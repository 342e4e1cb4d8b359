//! Whole-deck export into a zip archive of PNGs.
//!
//! Slides render one at a time on the blocking pool; only the encoded PNG
//! of the current slide is alive at once, and the task yields between
//! slides so the stdio loop stays responsive.

use sd_core::{AspectRatio, Slide};
use sd_render::{RasterRenderer, RenderError};
use std::io::{Cursor, Write};
use std::sync::Arc;
use thiserror::Error;
use zip::write::FileOptions;
use zip::{CompressionMethod, ZipWriter};

#[derive(Debug, Error)]
pub enum ExportError {
    #[error("slide {index}: {source}")]
    Render {
        index: usize,
        #[source]
        source: RenderError,
    },

    #[error("archive write failed: {0}")]
    Archive(#[from] zip::result::ZipError),

    #[error(transparent)]
    Io(#[from] std::io::Error),

    #[error("render worker failed: {0}")]
    Worker(String),
}

/// Archive entry name for the slide at `index` (0-based): `1.png`, `2.png`, ...
pub fn entry_name(index: usize) -> String {
    format!("{}.png", index + 1)
}

/// Render every slide in order and pack the PNGs into a zip archive.
pub async fn export_deck(
    renderer: Arc<RasterRenderer>,
    slides: Vec<Slide>,
    aspect: AspectRatio,
) -> Result<Vec<u8>, ExportError> {
    let total = slides.len();
    let mut zip = ZipWriter::new(Cursor::new(Vec::new()));
    let options = FileOptions::default().compression_method(CompressionMethod::Deflated);

    for (index, slide) in slides.into_iter().enumerate() {
        let worker = Arc::clone(&renderer);
        let png = tokio::task::spawn_blocking(move || worker.export_slide(&slide, aspect))
            .await
            .map_err(|e| ExportError::Worker(e.to_string()))?
            .map_err(|source| ExportError::Render {
                index: index + 1,
                source,
            })?;

        zip.start_file(entry_name(index), options)?;
        zip.write_all(&png)?;
        log::info!("exported slide {}/{total} ({} bytes)", index + 1, png.len());

        tokio::task::yield_now().await;
    }

    Ok(zip.finish()?.into_inner())
}
pub mod deck;
pub mod error;
pub mod id;
pub mod layout;
pub mod mapper;
pub mod metrics;
pub mod model;

pub use deck::Deck;
pub use error::{DeckError, LayoutError};
pub use id::{LayerId, SlideId};
pub use layout::{LayerGeometry, LineGeometry, ResolvedBounds, Viewport, layout_slide};
pub use mapper::{Envelope, bounds_for};
pub use metrics::{FontSpec, MonospaceMetrics, TextMetrics};
pub use model::*;
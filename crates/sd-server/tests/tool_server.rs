//! Integration tests: the tool surface end to end, request line in, reply out.

use base64::Engine;
use base64::engine::general_purpose::STANDARD;
use pretty_assertions::assert_eq;
use sd_core::Deck;
use sd_server::tools::build_renderer;
use sd_server::{ServerConfig, ToolServer, export_deck};
use serde_json::{Value, json};
use std::io::Cursor;
use std::sync::Arc;

const DECK_JSON: &str = include_str!("../../sd-core/tests/fixtures/deck.json");

fn fixture_deck() -> Deck {
    serde_json::from_str(DECK_JSON).unwrap()
}

fn server() -> ToolServer {
    ToolServer::with_renderer(fixture_deck(), None)
}

async fn call(server: &mut ToolServer, tool: &str, args: Value) -> Value {
    let line = json!({ "tool": tool, "args": args }).to_string();
    server.handle_line(&line).await
}

fn slide_order(server: &ToolServer) -> Vec<String> {
    server
        .deck()
        .slides
        .iter()
        .map(|s| s.id.as_str().to_string())
        .collect()
}

// ─── Slides ──────────────────────────────────────────────────────────────

#[tokio::test]
async fn create_slide_at_index() {
    let mut s = server();
    let reply = call(&mut s, "create_slide", json!({ "index": 0, "background": "bg.png" })).await;
    assert_eq!(reply["status"], "ok");
    assert_eq!(reply["index"], 0);

    let id = reply["slideId"].as_str().unwrap().to_string();
    assert_eq!(slide_order(&s), vec![id, "intro".into(), "outro".into()]);
    assert_eq!(s.deck().slides[0].background.as_deref(), Some("bg.png"));
}

#[tokio::test]
async fn create_slide_without_args_appends() {
    let mut s = server();
    let reply = s.handle_line(r#"{"tool":"create_slide"}"#).await;
    assert_eq!(reply["status"], "ok");
    assert_eq!(reply["index"], 2);
}

#[tokio::test]
async fn duplicate_then_reorder_then_delete() {
    let mut s = server();
    let dup = call(&mut s, "duplicate_slide", json!({ "slideId": "intro" })).await;
    let copy = dup["slideId"].as_str().unwrap().to_string();
    assert_eq!(slide_order(&s), vec!["intro".to_string(), copy.clone(), "outro".into()]);

    let reply = call(&mut s, "reorder_slide", json!({ "from": 2, "to": 0 })).await;
    assert_eq!(reply["slides"], json!(["outro", "intro", copy]));

    let reply = call(&mut s, "delete_slide", json!({ "slideId": "intro" })).await;
    assert_eq!(reply["remaining"], 2);
    assert_eq!(slide_order(&s), vec!["outro".to_string(), copy]);
}

#[tokio::test]
async fn reorder_out_of_bounds_is_reported() {
    let mut s = server();
    let reply = call(&mut s, "reorder_slide", json!({ "from": 0, "to": 7 })).await;
    assert_eq!(reply["code"], "out_of_bounds");
    assert!(reply["error"].as_str().unwrap().contains('7'));
    assert_eq!(slide_order(&s), vec!["intro".to_string(), "outro".into()]);
}

#[tokio::test]
async fn missing_slide_is_not_found() {
    let mut s = server();
    let reply = call(&mut s, "delete_slide", json!({ "slideId": "nope" })).await;
    assert_eq!(reply["code"], "not_found");
    assert!(reply.get("status").is_none());
}

// ─── Layers & styling ────────────────────────────────────────────────────

#[tokio::test]
async fn add_update_delete_layer() {
    let mut s = server();
    let reply = call(
        &mut s,
        "add_layer",
        json!({ "slideId": "outro", "kind": "subtext", "content": "see you", "y": 80 }),
    )
    .await;
    let layer_id = reply["layerId"].as_str().unwrap().to_string();

    let reply = call(
        &mut s,
        "update_layer",
        json!({
            "slideId": "outro",
            "layerId": layer_id,
            "content": "see you soon",
            "width": 500,
            "align": "left"
        }),
    )
    .await;
    assert_eq!(reply["status"], "ok");
    assert_eq!(reply["layer"]["content"], "see you soon");
    // Width is normalized into [5, 100].
    assert_eq!(reply["layer"]["width"], 100.0);
    assert_eq!(reply["layer"]["align"], "left");
    assert_eq!(reply["layer"]["y"], 80.0);

    let reply = call(
        &mut s,
        "delete_layer",
        json!({ "slideId": "outro", "layerId": layer_id }),
    )
    .await;
    assert_eq!(reply["status"], "ok");
    let again = call(
        &mut s,
        "delete_layer",
        json!({ "slideId": "outro", "layerId": layer_id }),
    )
    .await;
    assert_eq!(again["code"], "not_found");
}

#[tokio::test]
async fn set_background_and_filter() {
    let mut s = server();
    let reply = call(&mut s, "set_background", json!({ "slideId": "outro", "background": "night.png" })).await;
    assert_eq!(reply["background"], "night.png");

    let reply = call(
        &mut s,
        "apply_filter",
        json!({ "slideId": "outro", "grayscale": true, "brightness": 80, "imageOffsetY": 140 }),
    )
    .await;
    assert_eq!(reply["effects"]["enabled"], true);
    assert_eq!(reply["effects"]["imageOffsetY"], 100.0);
    assert_eq!(
        reply["cssFilter"],
        "grayscale(100%) brightness(80%) contrast(100%) saturate(100%)"
    );
}

#[tokio::test]
async fn update_settings_patches_slide_text_settings() {
    let mut s = server();
    let reply = call(
        &mut s,
        "update_settings",
        json!({
            "slideId": "intro",
            "constrainToSlide": false,
            "fontScale": 1.5,
            "shadow": false,
            "strokeWidth": 4
        }),
    )
    .await;
    assert_eq!(reply["status"], "ok");
    assert_eq!(reply["settings"]["constrainToSlide"], false);

    let settings = &s.deck().slides[0].settings;
    assert!(!settings.constrain_to_slide);
    assert!(!settings.shadow);
    assert_eq!(settings.font_scale, 1.5);
    assert_eq!(settings.stroke_width, 4.0);

    let reply = call(&mut s, "update_settings", json!({ "slideId": "nope" })).await;
    assert_eq!(reply["code"], "not_found");
}

#[tokio::test]
async fn load_and_get_deck_round_trip() {
    let mut s = ToolServer::with_renderer(Deck::new(), None);
    let reply = call(&mut s, "load_deck", json!({ "deck": serde_json::from_str::<Value>(DECK_JSON).unwrap() })).await;
    assert_eq!(reply["slides"], json!(["intro", "outro"]));

    let reply = call(&mut s, "get_deck", Value::Null).await;
    let deck: Deck = serde_json::from_value(reply["deck"].clone()).unwrap();
    assert_eq!(deck, *s.deck());
}

// ─── Boundary errors ─────────────────────────────────────────────────────

#[tokio::test]
async fn unknown_tool_is_not_found() {
    let mut s = server();
    let reply = call(&mut s, "make_coffee", json!({})).await;
    assert_eq!(reply["code"], "not_found");
    assert!(reply["error"].as_str().unwrap().contains("make_coffee"));
}

#[tokio::test]
async fn malformed_requests_become_errors() {
    let mut s = server();
    let reply = s.handle_line("{not json").await;
    assert_eq!(reply["code"], "invalid_request");

    let reply = call(&mut s, "reorder_slide", json!({ "from": "first" })).await;
    assert_eq!(reply["code"], "invalid_args");
}

#[tokio::test]
async fn render_without_fonts_is_unavailable() {
    let mut s = server();
    let reply = call(&mut s, "render_slide", json!({ "slideId": "intro" })).await;
    assert_eq!(reply["code"], "unavailable");
}

// ─── Rendering (needs at least one installed font) ───────────────────────

fn renderer() -> Option<Arc<sd_render::RasterRenderer>> {
    build_renderer(&ServerConfig::default()).ok().map(Arc::new)
}

#[tokio::test]
async fn render_slide_returns_png() {
    let Some(renderer) = renderer() else {
        eprintln!("no fonts installed; skipping");
        return;
    };
    let mut s = ToolServer::with_renderer(fixture_deck(), Some(renderer));
    let reply = call(&mut s, "render_slide", json!({ "slideId": "outro", "aspect": "1:1" })).await;
    assert_eq!(reply["status"], "ok");
    assert_eq!((reply["width"].clone(), reply["height"].clone()), (json!(1080), json!(1080)));

    let png = STANDARD.decode(reply["data"].as_str().unwrap()).unwrap();
    assert_eq!(&png[..8], b"\x89PNG\r\n\x1a\n");
}

#[tokio::test]
async fn export_writes_one_png_per_slide() {
    let Some(renderer) = renderer() else {
        eprintln!("no fonts installed; skipping");
        return;
    };
    let deck = fixture_deck();
    let archive = export_deck(renderer, deck.slides, sd_core::AspectRatio::Square1x1)
        .await
        .unwrap();

    let mut zip = zip::ZipArchive::new(Cursor::new(archive)).unwrap();
    let mut names: Vec<String> = zip.file_names().map(str::to_string).collect();
    names.sort();
    assert_eq!(names, vec!["1.png".to_string(), "2.png".to_string()]);
    assert!(zip.by_name("1.png").unwrap().size() > 0);
}
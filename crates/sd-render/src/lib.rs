pub mod assets;
pub mod error;
pub mod filters;
pub mod hit;
pub mod raster;
pub mod text;

pub use assets::{AssetSource, FsAssets};
pub use error::{AssetError, RenderError};
pub use hit::{HandleSide, Hit, hit_test};
pub use raster::{RasterRenderer, RenderOptions};
pub use text::FontMetrics;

═══

* [Problem statement]:
Everything from the first line above through the line that contains "let worker = Arc::clone(&renderer);" should be duplicated exactly, please, and nothing beyond it.

* [Answer section]:
repository 342e4e1cb4d8b359
//! Whole-deck export into a zip archive of PNGs.
//!
//! Slides render one at a time on the blocking pool; only the encoded PNG
//! of the current slide is alive at once, and the task yields between
//! slides so the stdio loop stays responsive.

use sd_core::{AspectRatio, Slide};
use sd_render::{RasterRenderer, RenderError};
use std::io::{Cursor, Write};
use std::sync::Arc;
use thiserror::Error;
use zip::write::FileOptions;
use zip::{CompressionMethod, ZipWriter};

#[derive(Debug, Error)]
pub enum ExportError {
    #[error("slide {index}: {source}")]
    Render {
        index: usize,
        #[source]
        source: RenderError,
    },

    #[error("archive write failed: {0}")]
    Archive(#[from] zip::result::ZipError),

    #[error(transparent)]
    Io(#[from] std::io::Error),

    #[error("render worker failed: {0}")]
    Worker(String),
}

/// Archive entry name for the slide at `index` (0-based): `1.png`, `2.png`, ...
pub fn entry_name(index: usize) -> String {
    format!("{}.png", index + 1)
}

/// Render every slide in order and pack the PNGs into a zip archive.
pub async fn export_deck(
    renderer: Arc<RasterRenderer>,
    slides: Vec<Slide>,
    aspect: AspectRatio,
) -> Result<Vec<u8>, ExportError> {
    let total = slides.len();
    let mut zip = ZipWriter::new(Cursor::new(Vec::new()));
    let options = FileOptions::default().compression_method(CompressionMethod::Deflated);

    for (index, slide) in slides.into_iter().enumerate() {
        let worker = Arc::clone(&renderer);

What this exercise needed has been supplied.